Tina Crave, vice president and chief patient experience officer at Watertown, acknowledges this. “People see a hospital as a place to go when they’re sick,” Crave says. “But we’re part of the community and we should be more than that. We wanted a foodservice program that promotes health and wellness and at the same time gets away from the stereotypes that hospital foodservice has.”
To accomplish the task, Johnson switched to his default mode: prepare everything from scratch. He created a room service program where almost nothing is prepared until a patient’s order is first received in the kitchen. He applied the same philosophy to the Harvest Market, the 95-seat restaurant that opened in the fall of 2013 to replace the old employee cafeteria.
“Everything here is made from scratch,” Johnson says. “The only thing we don’t make in house is bread because of the volume we use.”
Patient room service is available from 6:30 a.m. to 6:30 p.m., and patients can order whatever they want off the menu at any time.
The Harvest Market is open from 11 a.m. to 6:30 p.m. and contains four stations: Flatbreads, Sandwiches, Skillets, and Soup and Salad. Each station has a set menu, which changes seasonally twice a year. In addition, each station has one or two chef’s specials.
For breakfast, there is the Harvest Café, a kiosklike structure inside the restaurant. Open from 6:30 a.m. to 11 a.m., the café offers omelets to order, baked oatmeal, a variety of fresh-made baked goods, coffee and espresso-based drinks.
What you won’t find at Harvest is soda. Only iced tea, flavored waters, coffee and bottled juices are sold in the restaurant or offered to patients. When Johnson came on board, sodas were banned as part of the hospital’s push for healthier foods. Johnson admits it was not a popular move, but hospital administrators have stuck with the decision.
Much of what is served to patients, staff and visitors, at least for part of the year, has ingredients that come from the 11,000-square-foot-garden on the hospital grounds. Johnson estimates that, given a good growing season, between 80% and 85% of the produce used in the hospital will come from the garden.

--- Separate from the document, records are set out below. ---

impl TradeMonitor {
    /// Creates a monitor with the system clock.
    pub fn new(
        source: Arc<dyn PoolDataSource>,
        sink: Arc<dyn NotificationSink>,
        config: MonitorConfig,
    ) -> Self {
        Self::with_clock(source, sink, Arc::new(SystemClock), config)
    }

    /// Creates a monitor with a custom clock.
    pub fn with_clock(
        source: Arc<dyn PoolDataSource>,
        sink: Arc<dyn NotificationSink>,
        clock: Arc<dyn Clock>,
        config: MonitorConfig,
    ) -> Self {
        Self {
            source,
            sink,
            clock,
            config,
            running: Arc::new(AtomicBool::new(false)),
            cursor: 0,
            last_price: 0.0,
        }
    }

    /// Returns a handle that can stop the loop from another task.
    pub fn handle(&self) -> MonitorHandle {
        MonitorHandle {
            running: Arc::clone(&self.running),
        }
    }

    /// Highest logical time already reported.
    pub fn cursor(&self) -> u128 {
        self.cursor
    }

    /// Quote of the previous emission.
    pub fn last_price(&self) -> f64 {
        self.last_price
    }

    /// Runs the loop until [`MonitorHandle::stop`] is called.
    pub async fn run(&mut self) {
        self.running.store(true, Ordering::SeqCst);
        info!(pool = %self.config.pool_address, "starting trade monitor");
        self.bootstrap().await;
        self.clock.sleep(self.config.warmup_delay).await;
        while self.running.load(Ordering::SeqCst) {
            let pause = self.cycle().await;
            self.clock.sleep(pause).await;
        }
        info!(pool = %self.config.pool_address, "trade monitor stopped");
    }

    /// Seeds the cursor and reference price from the newest trade.
    ///
    /// Never gives up: failures log and retry immediately, with no pause.
    async fn bootstrap(&mut self) {
        while self.running.load(Ordering::SeqCst) {
            match self.seed().await {
                Ok(()) => {
                    info!(
                        cursor = self.cursor,
                        price = self.last_price,
                        "monitor seeded"
                    );
                    return;
                }
                Err(e) => error!(error = %e, "unable to fetch first trade, retrying"),
            }
        }
    }

    async fn seed(&mut self) -> Result<(), MonitorError> {
        let trades = self
            .source
            .fetch_trades(&self.config.pool_address, Some(1), None)
            .await?;
        let pools = self.source.fetch_pools().await?;
        let pool = find_pool(&pools, &self.config.pool_address)?;
        let newest = trades
            .first()
            .ok_or_else(|| MonitorError::NoTrades(self.config.pool_address.clone()))?;
        if pool.kind == PoolKind::Unknown {
            warn!(pool = %pool.address, "pool reports an unknown type, pricing as volatile");
        }
        self.cursor = newest.lt;
        self.last_price = self.quote(pool);
        Ok(())
    }

    /// One poll cycle. Returns how long to pause before the next one.
    async fn cycle(&mut self) -> Duration {
        let trades = match self
            .source
            .fetch_trades(
                &self.config.pool_address,
                Some(self.config.trade_batch_size),
                Some(self.cursor),
            )
            .await
        {
            Ok(trades) => trades,
            Err(e) => {
                error!(error = %e, backoff = ?self.config.fetch_backoff, "unable to fetch trades");
                return self.config.fetch_backoff;
            }
        };
        if trades.is_empty() {
            return self.config.poll_interval;
        }
        // Reserve updates lag trade visibility; give the source a moment
        // before reading reserves.
        self.clock.sleep(self.config.reserve_lag_delay).await;
        let (pool, quote_pool) = match self.fetch_pool_pair().await {
            Ok(pair) => pair,
            Err(e) => {
                error!(error = %e, backoff = ?self.config.fetch_backoff, "unable to fetch pools");
                return self.config.fetch_backoff;
            }
        };

        let settled = self.settle(&pool).await;
        let secondary = match quote_pool.quote_left_to_right(settled) {
            Ok(amount) => amount,
            Err(_) => {
                warn!(
                    quote = settled,
                    "settled quote is not positive, skipping secondary conversion"
                );
                0.0
            }
        };
        let price_change = settled / self.last_price - 1.0;
        let cursor = trades.last().map(|t| t.lt).unwrap_or(self.cursor);

        let update = TradeUpdate {
            trades,
            quote: settled,
            secondary_quote: secondary,
            price_change,
        };
        info!(
            count = update.trades.len(),
            quote = settled,
            change = price_change,
            "emitting trade notification"
        );
        if let Err(e) = self.sink.publish(&update).await {
            error!(error = %e, "failed to publish notification");
        }
        self.last_price = settled;
        self.cursor = cursor;
        self.config.poll_interval
    }

    /// Fetches the current pool set and resolves the monitored and
    /// secondary pools from it.
    async fn fetch_pool_pair(&self) -> Result<(Pool, Pool), MonitorError> {
        let pools = self.source.fetch_pools().await?;
        let pool = find_pool(&pools, &self.config.pool_address)?.clone();
        let quote_pool = find_pool(&pools, &self.config.quote_pool_address)?.clone();
        Ok((pool, quote_pool))
    }

    /// Re-quotes until the price moves away from the previous emission or
    /// the retry budget runs out; the last quote is accepted either way.
    ///
    /// A fetch failure retries the same step without consuming a retry
    /// slot.
    async fn settle(&self, pool: &Pool) -> f64 {
        let mut price = self.quote(pool);
        let mut retries = 0;
        while self.running.load(Ordering::SeqCst)
            && price == self.last_price
            && retries < self.config.settle_retries
        {
            self.clock.sleep(self.config.settle_delay).await;
            let pools = match self.source.fetch_pools().await {
                Ok(pools) => pools,
                Err(e) => {
                    error!(error = %e, "unable to fetch pools during settlement, retrying");
                    continue;
                }
            };
            let current = match find_pool(&pools, &self.config.pool_address) {
                Ok(pool) => pool,
                Err(e) => {
                    error!(error = %e, "during settlement, retrying");
                    continue;
                }
            };
            price = self.quote(current);
            retries += 1;
        }
        price
    }

    fn quote(&self, pool: &Pool) -> f64 {
        pool.price_per_right_with(None, self.config.token_decimals)
    }
}

fn find_pool<'a>(pools: &'a [Pool], address: &str) -> Result<&'a Pool, MonitorError> {
    pools
        .iter()
        .find(|p| p.address == address)
        .ok_or_else(|| MonitorError::PoolNotFound(address.to_string()))
}
use thiserror::Error;

/// Errors produced by the pricing operations.
#[derive(Debug, Clone, PartialEq, Error)]
pub enum QuoteError {
    /// Swap amounts must be strictly positive.
    #[error("swap amount must be greater than zero, got {0}")]
    NonPositiveAmount(f64),
}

What can’t be grown at the hospital is often sourced locally. All snacks are both healthy and produced in Wisconsin. Milk, eggs, cheese, meat and bread also come from local farms or companies.
Growing into the role
As far as chefs go, Johnson is a bit of a late bloomer, even though he has been working in restaurants since he took a job as a dishwasher at 17 at a truck stop near his hometown of Slinger, Wis.
“I didn’t have any real desire to get into foodservice,” he says. “It was more like, I needed a job and my friend’s dad owned the truck stop, so …”
What he wanted to be was an actor, so while he continued to work in restaurants he acted in local and regional theater in the Milwaukee area for five years, until he realized he wasn’t going to be able to support a family this way.